# Hi, INFJ from Austin Texas!



## Northcrest

Hey, I've been lurking the forum after taking the test and getting INFJ multiple times. The multiple personality types are also interesting to me (especially ENFPs and ENTPs). A lot of the INFJs are so similar to me and the infj rating als answered a lot of questions about me. Also seeing how some of the infjs looked in the picture thread was interesting (the girls were all really pretty...not that I was expecting you to be ugly). Anyway I plan and posting a picture of myself and also posting a sort of venting thread at some point just because I've never truly expressed myself through words before. Hope to chat soon


----------



## Mr. CafeBot

*You are hearing a robotic sounding voice coming towards you*



Greetings Northcrest and welcome to PersonalityCafe!! My name is Mr. CafeBot. I am here to personally greet you and thank you for joining our humble little forum. No matter your type, you will surely experience a wonderful time with the members of this forum. We cater to all personality types so you will never feel alone or weird. Truth is this forum is full of weirdos!! Pleazeee hel.... *Ahem*I mean we have the nicest people you will ever meet. 

If you need basic forum information our newbie guide link is here...
http://personalitycafe.com/intro/2319-friendly-guide-newbies.html


To keep the forum entertaining and safe, our forum rules link is here...
http://personalitycafe.com/announcements/540-personality-cafe-forum-rules.html


If you need any help or have any suggestions, please let us know here...
http://personalitycafe.com/support-suggestions/

We will always be glad to help you!

Also don't forget to watch my music video...

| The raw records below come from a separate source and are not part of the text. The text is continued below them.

use std::sync::{Arc, Mutex};
use tracing::{info, warn};

use crate::api::User;

pub use store::{FileSessionStore, MemorySessionStore};

mod store;

/// Key of the bearer token entry.
pub const TOKEN_KEY: &str = "auth_token";
/// Key of the JSON-serialized user record entry.
pub const USER_KEY: &str = "user";

#[derive(Debug, thiserror::Error)]
pub enum SessionError {
    #[error("session file {path}: {source}")]
    Io {
        path: String,
        #[source]
        source: std::io::Error,
    },

    #[error("session file {path} is malformed: {source}")]
    Parse {
        path: String,
        #[source]
        source: toml::de::Error,
    },

    #[error("could not encode session: {0}")]
    Encode(String),
}

/// Persistent string key/value storage for the two session entries.
pub trait SessionStore: Send {
    fn get(&self, key: &str) -> Result<Option<String>, SessionError>;
    fn set(&mut self, key: &str, value: &str) -> Result<(), SessionError>;
    fn remove(&mut self, key: &str) -> Result<(), SessionError>;
}

pub type SharedStore = Arc<Mutex<dyn SessionStore>>;

pub fn shared<S: SessionStore + 'static>(store: S) -> SharedStore {
    Arc::new(Mutex::new(store))
}

#[derive(Debug, Clone, PartialEq)]
pub struct Session {
    pub token: String,
    pub user: User,
}

/// Start-up check of the persisted session.
pub struct SessionGuard;

impl SessionGuard {
    /// Returns the stored session, or `None` when either entry is missing,
    /// empty or unreadable.
    pub fn check(store: &SharedStore) -> Option<Session> {
        let store = store.lock().ok()?;
        let token = read_entry(&*store, TOKEN_KEY)?;
        let raw_user = read_entry(&*store, USER_KEY)?;

        match serde_json::from_str::<User>(&raw_user) {
            Ok(user) => {
                info!(user_id = user.id, "restored session");
                Some(Session { token, user })
            }
            Err(e) => {
                warn!(error = %e, "stored user record is not valid JSON");
                None
            }
        }
    }

    pub fn persist(store: &SharedStore, session: &Session) -> Result<(), SessionError> {
        let user = serde_json::to_string(&session.user).map_err(|e| SessionError::Encode(e.to_string()))?;
        let mut store = store
            .lock()
            .map_err(|_| SessionError::Encode("session store lock poisoned".to_string()))?;
        store.set(TOKEN_KEY, &session.token)?;
        store.set(USER_KEY, &user)?;
        info!(user_id = session.user.id, "session stored");
        Ok(())
    }

    /// Remove both entries. Both removals are attempted; the first failure
    /// is returned.
    pub fn clear(store: &SharedStore) -> Result<(), SessionError> {
        let mut store = store
            .lock()
            .map_err(|_| SessionError::Encode("session store lock poisoned".to_string()))?;
        let token = store.remove(TOKEN_KEY);
        let user = store.remove(USER_KEY);
        token.and(user)?;
        info!("session cleared");
        Ok(())
    }
}

fn read_entry(store: &dyn SessionStore, key: &str) -> Option<String> {
    match store.get(key) {
        Ok(Some(value)) if !value.is_empty() => Some(value),
        Ok(_) => None,
        Err(e) => {
            warn!(key, error = %e, "could not read session entry");
            None
        }
    }
}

Again, welcome to our forum Northcrest. We hope that your experience with us is tremendously benevolent!

P.S. Meet my family

My Wife - http://personalitycafe.com/members/mrs-cafebot.html
My Daughter - http://personalitycafe.com/members/jenny.html
My Dog - http://personalitycafe.com/members/dog.html


----------



## StephMC

I LOVE Austin!  Welcome!


----------



## dpt727

Northcrest said:


> The multiple personality types are also interesting to me (especially ENFPs and ENTPs).
> 
> That's funny ^^
> Welcome Northcrest! I am looking forward to seeing your posts :happy:


----------



## NovemberAdam

Welcome! I think you will have fun here... I'm new as well and everyone is quite friendly.


----------



## Madman

Welcome to PerC :happy:


----------



## ThunderQuine

A male INFJ! Always good to have a new 'recruit' with the rarest of personality types...


----------



## ruth2ten

*Welcome to PerC!
Enjoy your time around the forums!
Cheers!







*


----------



## stone100674

Hello and welcome to Per C


----------



## pandamiga

Oh hey there, could you bring me some Amy's Ice Cream, yeah?


----------



## Nedra

Hi Northcrest! INFJs are some of the best people around, in my opinion. I am blessed to have one as my closest friend. Welcome


----------



## BooksandButterflies

*Hello and welcome from one of the interesting ENFPs! Have fun!*:tongue:


----------



## Northcrest

pandamiga said:


> Oh hey there, could you bring me some Amy's Ice Cream, yeah?


I wish I had Amys right now, I would share if i did.


----------



## Helios

Haha I don't live too far away from you. Welcome to the forum. Enjoy.


----------



## fihe

Hello! how is it in Austin, Texas? is it hot? how's the government there?


----------



## Aqualung

Welcome to PersCafe. I used to go to 6th street a lot when I lived there. Fun city.


----------



## Sweetish

High five ^5 another INFJ! Austin, TX, wow! Yeah! I've never been there, but- I hope that you'll "Keep Austin Weird" in my absence ^__~ I've always wanted to say that...


----------



## Northcrest

fihe said:


> Hello! how is it in Austin, Texas? is it hot? how's the government there?


Yeah it can get pretty hot, never really liked that haha. The government it is nice. Its probably the most liberal city in Texas, so its a pretty open minded region.


----------



## Danny C. Tudor

Very welcome, Northcrest =)


----------



## Promethea

Hello, and welcome. : )


----------